Prompt
Sort through the data and copy the lines holding the word "BytesMut".

(Data supplied Opens)

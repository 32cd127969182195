//! Streaming row-major table reader.

use std::io::Read;

use sbdf_format::section::{self, SectionType};
use sbdf_format::{codec, EncodedArray, FormatError, UsageError, Value, ValueArray, ValueKind};

use crate::error::Error;
use crate::slice::{
    ColumnSlice, PROPERTY_ERROR_CODE, PROPERTY_HAS_REPLACED_VALUE, PROPERTY_IS_INVALID,
};
use crate::table::TableMetadata;

/// One selected column of the current slice: decoded values plus the
/// reserved sidebands, with any remaining properties kept as read.
#[derive(Debug, Clone)]
pub struct ColumnValues {
    values: ValueArray,
    invalid: Option<Vec<bool>>,
    replaced: Option<Vec<bool>>,
    errors: Option<Vec<String>>,
    extra: Vec<(String, EncodedArray)>,
}

impl ColumnValues {
    fn from_slice(slice: ColumnSlice) -> Self {
        let (values, properties) = slice.into_parts();
        let mut out = Self {
            values: values.into_array(),
            invalid: None,
            replaced: None,
            errors: None,
            extra: Vec::new(),
        };
        for (name, array) in properties {
            match name.as_str() {
                PROPERTY_IS_INVALID if array.kind() == ValueKind::Bool => {
                    if let ValueArray::Bool(flags) = array.into_array() {
                        out.invalid = Some(flags);
                    }
                }
                PROPERTY_HAS_REPLACED_VALUE if array.kind() == ValueKind::Bool => {
                    if let ValueArray::Bool(flags) = array.into_array() {
                        out.replaced = Some(flags);
                    }
                }
                PROPERTY_ERROR_CODE if array.kind() == ValueKind::String => {
                    if let ValueArray::String(codes) = array.into_array() {
                        out.errors = Some(codes);
                    }
                }
                _ => out.extra.push((name, array)),
            }
        }
        out
    }

    /// The decoded plain values of this column slice.
    #[must_use]
    pub fn values(&self) -> &ValueArray {
        &self.values
    }

    /// Number of rows in this slice.
    #[must_use]
    pub fn row_count(&self) -> usize {
        self.values.len()
    }

    /// Check whether a row is marked invalid.
    #[must_use]
    pub fn is_invalid(&self, row: usize) -> bool {
        self.invalid
            .as_ref()
            .is_some_and(|flags| flags.get(row).copied().unwrap_or(false))
    }

    /// Check whether a row is marked as replaced.
    #[must_use]
    pub fn has_replaced_value(&self, row: usize) -> bool {
        self.replaced
            .as_ref()
            .is_some_and(|flags| flags.get(row).copied().unwrap_or(false))
    }

    /// The row's error string, if one is present and non-empty.
    #[must_use]
    pub fn error_code(&self, row: usize) -> Option<&str> {
        self.errors
            .as_ref()
            .and_then(|codes| codes.get(row))
            .map(String::as_str)
            .filter(|code| !code.is_empty())
    }

    /// Custom value properties beyond the reserved sidebands.
    pub fn custom_properties(&self) -> impl Iterator<Item = (&str, &EncodedArray)> {
        self.extra
            .iter()
            .map(|(name, array)| (name.as_str(), array))
    }

    /// The row's value with sidebands applied: invalid wins, then error,
    /// then replaced, then the plain value.
    #[must_use]
    pub fn value_at(&self, row: usize) -> Value {
        if self.is_invalid(row) {
            return Value::Invalid;
        }
        if let Some(code) = self.error_code(row) {
            return Value::error(code);
        }
        let plain = self.values.get(row).unwrap_or(Value::Invalid);
        if self.has_replaced_value(row) {
            Value::replaced(plain)
        } else {
            plain
        }
    }
}

struct SliceData {
    columns: Vec<Option<ColumnValues>>,
    row_count: usize,
}

/// Reads table rows from a byte source, slice by slice.
///
/// An optional subset mask selects which columns to materialize; the
/// rest are skipped byte-for-byte. [`read_value`](Self::read_value)
/// yields values row-major across the selected columns and returns
/// `None` at the end-of-table marker.
pub struct TableReader<R: Read> {
    source: R,
    metadata: TableMetadata,
    selected: Vec<usize>,
    mask: Vec<bool>,
    slice: Option<SliceData>,
    row_cursor: usize,
    column_cursor: usize,
    finished: bool,
}

impl<R: Read> TableReader<R> {
    /// Create a reader that materializes every column.
    pub fn new(source: R, metadata: TableMetadata) -> Self {
        let mask = vec![true; metadata.column_count()];
        Self {
            selected: (0..metadata.column_count()).collect(),
            source,
            metadata,
            mask,
            slice: None,
            row_cursor: 0,
            column_cursor: 0,
            finished: false,
        }
    }

    /// Create a reader that materializes only the masked columns.
    pub fn with_subset(
        source: R,
        metadata: TableMetadata,
        mask: Vec<bool>,
    ) -> Result<Self, Error> {
        if mask.len() != metadata.column_count() {
            return Err(UsageError::SubsetLengthMismatch {
                mask: mask.len(),
                columns: metadata.column_count(),
            }
            .into());
        }
        let selected = mask
            .iter()
            .enumerate()
            .filter_map(|(i, &keep)| keep.then_some(i))
            .collect();
        Ok(Self {
            source,
            metadata,
            selected,
            mask,
            slice: None,
            row_cursor: 0,
            column_cursor: 0,
            finished: false,
        })
    }

    /// The table metadata this reader serves.
    #[must_use]
    pub fn metadata(&self) -> &TableMetadata {
        &self.metadata
    }

    /// The materialized columns of the current slice, aligned with the
    /// table's column order; unselected columns are `None`.
    #[must_use]
    pub fn columns(&self) -> &[Option<ColumnValues>] {
        self.slice.as_ref().map_or(&[], |s| s.columns.as_slice())
    }

    /// Read the next table slice. Returns `false` at (and after) the
    /// end-of-table marker.
    pub fn read_next_table_slice(&mut self) -> Result<bool, Error> {
        if self.finished {
            return Ok(false);
        }
        match section::read_section_header(&mut self.source)? {
            SectionType::TableEnd => {
                self.finished = true;
                self.slice = None;
                tracing::trace!("end of table");
                Ok(false)
            }
            SectionType::TableSlice => {
                let declared = codec::length_to_usize(codec::read_i32(&mut self.source)?)?;
                if declared != self.metadata.column_count() {
                    return Err(FormatError::ColumnCountMismatch {
                        expected: self.metadata.column_count(),
                        actual: declared,
                    }
                    .into());
                }

                let mut columns = Vec::with_capacity(declared);
                for (index, column) in self.metadata.columns().iter().enumerate() {
                    if self.mask[index] {
                        let slice = ColumnSlice::read(&mut self.source)?;
                        let found = slice.values().kind();
                        if found != column.value_kind() {
                            return Err(FormatError::ValueKindMismatch {
                                expected: column.value_kind(),
                                found,
                            }
                            .into());
                        }
                        columns.push(Some(ColumnValues::from_slice(slice)));
                    } else {
                        ColumnSlice::skip(&mut self.source)?;
                        columns.push(None);
                    }
                }

                let row_count = columns
                    .iter()
                    .flatten()
                    .map(ColumnValues::row_count)
                    .min()
                    .unwrap_or(0);
                tracing::trace!(rows = row_count, "table slice read");
                self.slice = Some(SliceData { columns, row_count });
                self.row_cursor = 0;
                self.column_cursor = 0;
                Ok(true)
            }
            found => Err(FormatError::UnexpectedSectionType {
                expected: SectionType::TableSlice,
                found,
            }
            .into()),
        }
    }

    /// Read the next value in row-major order across the selected
    /// columns. Returns `Ok(None)` once the table is exhausted.
    pub fn read_value(&mut self) -> Result<Option<Value>, Error> {
        loop {
            let exhausted = match &self.slice {
                None => true,
                Some(slice) => self.selected.is_empty() || self.row_cursor >= slice.row_count,
            };
            if exhausted {
                if !self.read_next_table_slice()? {
                    return Ok(None);
                }
                continue;
            }

            // The cursors stay in range between slice loads, and selected
            // columns are always materialized.
            let Some(slice) = &self.slice else { continue };
            let column_index = self.selected[self.column_cursor];
            let Some(column) = &slice.columns[column_index] else {
                self.advance_cursor();
                continue;
            };
            let value = column.value_at(self.row_cursor);
            self.advance_cursor();
            return Ok(Some(value));
        }
    }

    fn advance_cursor(&mut self) {
        self.column_cursor += 1;
        if self.column_cursor == self.selected.len() {
            self.column_cursor = 0;
            self.row_cursor += 1;
        }
    }

    /// A lazy row-major iterator over the remaining values.
    ///
    /// Single-pass and not restartable; it shares the reader's cursor.
    pub fn values(&mut self) -> Values<'_, R> {
        Values { reader: self }
    }

    /// Give the source back to the caller, positioned after whatever was
    /// last read.
    pub fn into_inner(self) -> R {
        self.source
    }
}

/// Iterator returned by [`TableReader::values`].
pub struct Values<'a, R: Read> {
    reader: &'a mut TableReader<R>,
}

impl<R: Read> Iterator for Values<'_, R> {
    type Item = Result<Value, Error>;

    fn next(&mut self) -> Option<Self::Item> {
        self.reader.read_value().transpose()
    }
}

#[cfg(test)]
#[allow(clippy::unwrap_used)]
mod tests {
    use sbdf_format::ValueKind;

    use crate::column::ColumnMetadata;
    use crate::table::TableMetadataBuilder;
    use crate::writer::TableWriter;

    use super::*;

    fn metadata() -> TableMetadata {
        let mut builder = TableMetadataBuilder::new();
        builder.add_column(ColumnMetadata::new("a", ValueKind::Int).unwrap());
        builder.add_column(ColumnMetadata::new("b", ValueKind::String).unwrap());
        builder.build().unwrap()
    }

    fn write_rows() -> Vec<u8> {
        let mut writer = TableWriter::new(Vec::new(), metadata()).unwrap();
        for (n, s) in [(1, "x"), (2, "y"), (3, "z")] {
            writer.add_value(Value::Int(n)).unwrap();
            writer.add_value(Value::from(s)).unwrap();
        }
        writer.write_end_of_table().unwrap();
        writer.into_inner()
    }

    #[test]
    fn test_row_major_values() {
        let bytes = write_rows();
        let mut reader = TableReader::new(&bytes[..], metadata());
        let mut seen = Vec::new();
        while let Some(value) = reader.read_value().unwrap() {
            seen.push(value);
        }
        assert_eq!(
            seen,
            vec![
                Value::Int(1),
                Value::from("x"),
                Value::Int(2),
                Value::from("y"),
                Value::Int(3),
                Value::from("z"),
            ]
        );
        // The sentinel repeats once the table is done.
        assert!(reader.read_value().unwrap().is_none());
    }

    #[test]
    fn test_subset_mask() {
        let bytes = write_rows();
        let mut reader =
            TableReader::with_subset(&bytes[..], metadata(), vec![false, true]).unwrap();
        let values: Result<Vec<_>, _> = reader.values().collect();
        assert_eq!(
            values.unwrap(),
            vec![Value::from("x"), Value::from("y"), Value::from("z")]
        );
        assert!(reader.columns()[0].is_none());
    }

    #[test]
    fn test_subset_mask_length_checked() {
        let bytes = write_rows();
        assert!(matches!(
            TableReader::with_subset(&bytes[..], metadata(), vec![true]),
            Err(Error::Usage(UsageError::SubsetLengthMismatch { .. }))
        ));
    }

    #[test]
    fn test_all_false_mask_drains_to_end() {
        let bytes = write_rows();
        let mut reader =
            TableReader::with_subset(&bytes[..], metadata(), vec![false, false]).unwrap();
        assert!(reader.read_value().unwrap().is_none());
    }

    #[test]
    fn test_columns_accessor() {
        let bytes = write_rows();
        let mut reader = TableReader::new(&bytes[..], metadata());
        assert!(reader.read_next_table_slice().unwrap());
        let columns = reader.columns();
        assert_eq!(columns.len(), 2);
        let a = columns[0].as_ref().unwrap();
        assert_eq!(a.values(), &ValueArray::Int(vec![1, 2, 3]));
        assert!(!reader.read_next_table_slice().unwrap());
    }

    #[test]
    fn test_truncated_stream_is_eof() {
        let bytes = write_rows();
        // Drop exactly the three-byte end-of-table marker.
        let truncated = &bytes[..bytes.len() - 3];
        let mut reader = TableReader::new(truncated, metadata());
        assert!(reader.read_next_table_slice().unwrap());
        assert!(matches!(
            reader.read_next_table_slice(),
            Err(Error::Format(FormatError::UnexpectedEof))
        ));
    }
}
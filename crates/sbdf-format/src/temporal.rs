//! Conversions between chrono types and SBDF wire milliseconds.
//!
//! DateTime and Date values are written as milliseconds since
//! 0001-01-01 00:00:00 UTC; the shift from the unix epoch lives here and
//! nowhere else. Dates before 1583-01-01 UTC are rejected in both
//! directions.

// expect() is used only for chrono construction from compile-time
// constants known to be valid.
#![allow(clippy::expect_used)]

use chrono::{DateTime, NaiveDateTime, NaiveTime, TimeDelta, Timelike};

use crate::error::FormatError;

/// Milliseconds between 0001-01-01 and 1970-01-01, both at midnight UTC.
pub const EPOCH_SHIFT_MS: i64 = 62_135_596_800_000;

/// Milliseconds in one day.
pub const MS_PER_DAY: i64 = 86_400_000;

/// 1583-01-01 00:00:00 UTC in unix-epoch milliseconds.
const MIN_UNIX_MS: i64 = -12_212_553_600_000;

/// The earliest writable instant, in wire milliseconds.
pub const MIN_DATETIME_WIRE_MS: i64 = EPOCH_SHIFT_MS + MIN_UNIX_MS;

/// The earliest timestamp the format accepts: 1583-01-01 00:00:00 UTC.
#[must_use]
pub fn min_datetime() -> NaiveDateTime {
    DateTime::from_timestamp_millis(MIN_UNIX_MS)
        .expect("1583-01-01 is representable")
        .naive_utc()
}

/// Convert a timestamp to wire milliseconds, truncating sub-millisecond
/// precision.
pub fn datetime_to_wire(value: NaiveDateTime) -> Result<i64, FormatError> {
    let millis = value.and_utc().timestamp_millis() + EPOCH_SHIFT_MS;
    if millis < MIN_DATETIME_WIRE_MS {
        return Err(FormatError::DateOutOfRange { millis });
    }
    Ok(millis)
}

/// Convert wire milliseconds back to a timestamp.
pub fn datetime_from_wire(millis: i64) -> Result<NaiveDateTime, FormatError> {
    if millis < MIN_DATETIME_WIRE_MS {
        return Err(FormatError::DateOutOfRange { millis });
    }
    DateTime::from_timestamp_millis(millis - EPOCH_SHIFT_MS)
        .map(|dt| dt.naive_utc())
        .ok_or(FormatError::DateOutOfRange { millis })
}

/// Convert a date to wire milliseconds, as a midnight timestamp.
pub fn date_to_wire(value: chrono::NaiveDate) -> Result<i64, FormatError> {
    datetime_to_wire(value.and_time(NaiveTime::MIN))
}

/// Convert wire milliseconds to a date, dropping any time of day.
pub fn date_from_wire(millis: i64) -> Result<chrono::NaiveDate, FormatError> {
    datetime_from_wire(millis).map(|dt| dt.date())
}

/// Normalize milliseconds into [0, 86,400,000), wrapping negatives.
#[must_use]
pub fn normalize_time_ms(millis: i64) -> i64 {
    millis.rem_euclid(MS_PER_DAY)
}

/// Convert a time of day to wire milliseconds within a day.
#[must_use]
pub fn time_to_wire(value: NaiveTime) -> i64 {
    let millis = i64::from(value.num_seconds_from_midnight()) * 1_000
        + i64::from(value.nanosecond() / 1_000_000);
    // A leap second can push the raw figure past the end of the day.
    normalize_time_ms(millis)
}

/// Convert wire milliseconds to a time of day, normalizing first.
#[must_use]
pub fn time_from_wire(millis: i64) -> NaiveTime {
    let millis = normalize_time_ms(millis);
    NaiveTime::from_num_seconds_from_midnight_opt(
        (millis / 1_000) as u32,
        ((millis % 1_000) * 1_000_000) as u32,
    )
    .expect("normalized time is within a day")
}

/// Convert a duration to wire milliseconds, truncating sub-millisecond
/// precision.
#[must_use]
pub fn timespan_to_wire(value: TimeDelta) -> i64 {
    value.num_milliseconds()
}

/// Convert wire milliseconds to a duration.
#[must_use]
pub fn timespan_from_wire(millis: i64) -> TimeDelta {
    TimeDelta::milliseconds(millis)
}

#[cfg(test)]
#[allow(clippy::unwrap_used)]
mod tests {
    use chrono::NaiveDate;

    use super::*;

    fn datetime(y: i32, mo: u32, d: u32, h: u32, mi: u32, s: u32) -> NaiveDateTime {
        NaiveDate::from_ymd_opt(y, mo, d)
            .unwrap()
            .and_hms_opt(h, mi, s)
            .unwrap()
    }

    #[test]
    fn test_epoch_shift() {
        // The unix epoch itself.
        let epoch = datetime(1970, 1, 1, 0, 0, 0);
        assert_eq!(datetime_to_wire(epoch).unwrap(), EPOCH_SHIFT_MS);
        assert_eq!(datetime_from_wire(EPOCH_SHIFT_MS).unwrap(), epoch);
    }

    #[test]
    fn test_minimum_boundary() {
        let floor = datetime(1583, 1, 1, 0, 0, 0);
        assert_eq!(min_datetime(), floor);
        assert_eq!(datetime_to_wire(floor).unwrap(), MIN_DATETIME_WIRE_MS);

        let before = datetime(1582, 12, 31, 23, 59, 59);
        assert!(matches!(
            datetime_to_wire(before),
            Err(FormatError::DateOutOfRange { .. })
        ));
        assert!(matches!(
            datetime_from_wire(MIN_DATETIME_WIRE_MS - 1),
            Err(FormatError::DateOutOfRange { .. })
        ));
    }

    #[test]
    fn test_datetime_roundtrip() {
        let dt = datetime(2024, 6, 15, 13, 37, 42);
        let wire = datetime_to_wire(dt).unwrap();
        assert_eq!(datetime_from_wire(wire).unwrap(), dt);
    }

    #[test]
    fn test_time_normalization() {
        assert_eq!(normalize_time_ms(0), 0);
        assert_eq!(normalize_time_ms(MS_PER_DAY), 0);
        assert_eq!(normalize_time_ms(-1), MS_PER_DAY - 1);
        assert_eq!(normalize_time_ms(-MS_PER_DAY - 5), MS_PER_DAY - 5);
    }

    #[test]
    fn test_time_roundtrip() {
        let time = NaiveTime::from_hms_milli_opt(23, 59, 59, 999).unwrap();
        assert_eq!(time_to_wire(time), MS_PER_DAY - 1);
        assert_eq!(time_from_wire(MS_PER_DAY - 1), time);
        assert_eq!(time_from_wire(-1), time);
    }

    #[test]
    fn test_timespan_roundtrip() {
        for millis in [0i64, 1, -1, MS_PER_DAY, -123_456_789] {
            assert_eq!(timespan_to_wire(timespan_from_wire(millis)), millis);
        }
    }
}
//! Dump the metadata and rows of an SBDF file.
//!
//! Run with:
//! ```bash
//! cargo run -p sbdf --example dump -- path/to/file.sbdf
//! ```

#![allow(clippy::unwrap_used, clippy::expect_used)]

use std::fs::File;
use std::io::BufReader;
use std::process::ExitCode;

use sbdf::{FileHeader, TableMetadata, TableReader, Value};

fn main() -> ExitCode {
    let Some(path) = std::env::args().nth(1) else {
        eprintln!("usage: dump <file.sbdf>");
        return ExitCode::FAILURE;
    };
    match dump(&path) {
        Ok(()) => ExitCode::SUCCESS,
        Err(err) => {
            eprintln!("{path}: {err}");
            ExitCode::FAILURE
        }
    }
}

fn dump(path: &str) -> Result<(), sbdf::Error> {
    let mut source = BufReader::new(File::open(path)?);
    let version = FileHeader::read(&mut source)?;
    println!("sbdf {version}");

    let metadata = TableMetadata::read(&mut source)?;
    for property in metadata.properties() {
        println!("table property {} = {:?}", property.name(), property.value());
    }
    for column in metadata.columns() {
        println!("column {} : {}", column.name(), column.value_kind());
    }

    let columns = metadata.column_count();
    let mut reader = TableReader::new(source, metadata);
    let mut row = Vec::with_capacity(columns);
    let mut rows = 0usize;
    while let Some(value) = reader.read_value()? {
        row.push(render(&value));
        if row.len() == columns {
            println!("{}", row.join("\t"));
            row.clear();
            rows += 1;
        }
    }
    println!("{rows} rows");
    Ok(())
}

fn render(value: &Value) -> String {
    match value {
        Value::Invalid => "<null>".to_string(),
        Value::Error(message) => format!("<error: {message}>"),
        Value::Replaced(inner) => format!("{}*", render(inner)),
        Value::String(s) => s.clone(),
        other => format!("{other:?}"),
    }
}
//! Section framing: the magic number, section type tags, and the file
//! header with its format-version gate.

use core::fmt;
use std::io::{self, Read, Write};

use bytes::{BufMut, BytesMut};

use crate::codec;
use crate::error::FormatError;

/// The two magic bytes that open every section: 0x5BDF little-endian.
pub const MAGIC: [u8; 2] = [0xDF, 0x5B];

/// Section type tags.
#[derive(Debug, Clone, Copy, PartialEq, Eq, Hash)]
#[repr(u8)]
pub enum SectionType {
    /// File header with the format version.
    FileHeader = 0x01,
    /// Table metadata.
    TableMetadata = 0x02,
    /// A table slice holding one column slice per column.
    TableSlice = 0x03,
    /// A single column's values and value properties.
    ColumnSlice = 0x04,
    /// End-of-table marker.
    TableEnd = 0x05,
}

impl SectionType {
    /// Map a raw byte to a section type.
    pub fn from_u8(value: u8) -> Result<Self, FormatError> {
        match value {
            0x01 => Ok(Self::FileHeader),
            0x02 => Ok(Self::TableMetadata),
            0x03 => Ok(Self::TableSlice),
            0x04 => Ok(Self::ColumnSlice),
            0x05 => Ok(Self::TableEnd),
            other => Err(FormatError::UnknownSectionType(other)),
        }
    }

    /// The on-wire byte code.
    #[must_use]
    pub const fn code(self) -> u8 {
        self as u8
    }
}

impl fmt::Display for SectionType {
    fn fmt(&self, f: &mut fmt::Formatter<'_>) -> fmt::Result {
        let name = match self {
            Self::FileHeader => "file header",
            Self::TableMetadata => "table metadata",
            Self::TableSlice => "table slice",
            Self::ColumnSlice => "column slice",
            Self::TableEnd => "table end",
        };
        f.write_str(name)
    }
}

/// Write the magic number and a section type tag.
pub fn write_section_header(dst: &mut impl BufMut, section: SectionType) {
    dst.put_slice(&MAGIC);
    dst.put_u8(section.code());
}

/// Read the magic number and the following section type tag.
pub fn read_section_header<R: Read>(src: &mut R) -> Result<SectionType, FormatError> {
    let mut magic = [0u8; 2];
    src.read_exact(&mut magic).map_err(FormatError::from)?;
    if magic != MAGIC {
        return Err(FormatError::BadMagic {
            found: u16::from_le_bytes(magic),
        });
    }
    SectionType::from_u8(codec::read_u8(src)?)
}

/// Read a section header and require a specific section type.
pub fn expect_section<R: Read>(src: &mut R, expected: SectionType) -> Result<(), FormatError> {
    let found = read_section_header(src)?;
    if found != expected {
        return Err(FormatError::UnexpectedSectionType { expected, found });
    }
    Ok(())
}

/// The file header: format version behind the magic number.
#[derive(Debug, Clone, Copy, PartialEq, Eq)]
pub struct FileHeader {
    /// Major format version.
    pub major: u8,
    /// Minor format version.
    pub minor: u8,
}

impl FileHeader {
    /// The version this crate writes.
    pub const CURRENT: Self = Self { major: 1, minor: 0 };

    /// All versions this crate can read.
    pub const KNOWN: [Self; 1] = [Self::CURRENT];

    /// Check if this version can be read.
    #[must_use]
    pub fn is_known(&self) -> bool {
        Self::KNOWN.contains(self)
    }

    /// Encode this header into a buffer.
    pub fn encode(&self, dst: &mut impl BufMut) {
        write_section_header(dst, SectionType::FileHeader);
        dst.put_u8(self.major);
        dst.put_u8(self.minor);
    }

    /// Write the current version's header to a sink.
    pub fn write_current<W: Write>(sink: &mut W) -> io::Result<()> {
        let mut buf = BytesMut::with_capacity(5);
        Self::CURRENT.encode(&mut buf);
        sink.write_all(&buf)
    }

    /// Read and validate a file header.
    pub fn read<R: Read>(src: &mut R) -> Result<Self, FormatError> {
        expect_section(src, SectionType::FileHeader)?;
        let header = Self {
            major: codec::read_u8(src)?,
            minor: codec::read_u8(src)?,
        };
        if !header.is_known() {
            return Err(FormatError::UnsupportedVersion {
                major: header.major,
                minor: header.minor,
            });
        }
        Ok(header)
    }
}

impl fmt::Display for FileHeader {
    fn fmt(&self, f: &mut fmt::Formatter<'_>) -> fmt::Result {
        write!(f, "{}.{}", self.major, self.minor)
    }
}

#[cfg(test)]
#[allow(clippy::unwrap_used)]
mod tests {
    use super::*;

    #[test]
    fn test_file_header_bytes() {
        let mut buf = Vec::new();
        FileHeader::write_current(&mut buf).unwrap();
        assert_eq!(&buf[..], &[0xDF, 0x5B, 0x01, 0x01, 0x00]);
    }

    #[test]
    fn test_file_header_roundtrip() {
        let mut buf = Vec::new();
        FileHeader::write_current(&mut buf).unwrap();
        let header = FileHeader::read(&mut &buf[..]).unwrap();
        assert_eq!(header, FileHeader::CURRENT);
        assert_eq!(header.to_string(), "1.0");
    }

    #[test]
    fn test_unknown_version_rejected() {
        let bytes = [0xDF, 0x5B, 0x01, 0x02, 0x00];
        assert!(matches!(
            FileHeader::read(&mut &bytes[..]),
            Err(FormatError::UnsupportedVersion { major: 2, minor: 0 })
        ));
    }

    #[test]
    fn test_bad_magic() {
        let bytes = [0xDE, 0xAD, 0x01];
        assert!(matches!(
            read_section_header(&mut &bytes[..]),
            Err(FormatError::BadMagic { found: 0xADDE })
        ));
    }

    #[test]
    fn test_unknown_section_tag() {
        let bytes = [0xDF, 0x5B, 0x09];
        assert!(matches!(
            read_section_header(&mut &bytes[..]),
            Err(FormatError::UnknownSectionType(0x09))
        ));
    }

    #[test]
    fn test_expect_section_mismatch() {
        let bytes = [0xDF, 0x5B, 0x05];
        assert!(matches!(
            expect_section(&mut &bytes[..], SectionType::TableSlice),
            Err(FormatError::UnexpectedSectionType {
                expected: SectionType::TableSlice,
                found: SectionType::TableEnd,
            })
        ));
    }

    #[test]
    fn test_eof_on_empty_source() {
        assert!(matches!(
            read_section_header(&mut &[][..]),
            Err(FormatError::UnexpectedEof)
        ));
    }
}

(Data supplied Closes)

Output below
use bytes::{BufMut, BytesMut};
        let mut buf = BytesMut::with_capacity(5);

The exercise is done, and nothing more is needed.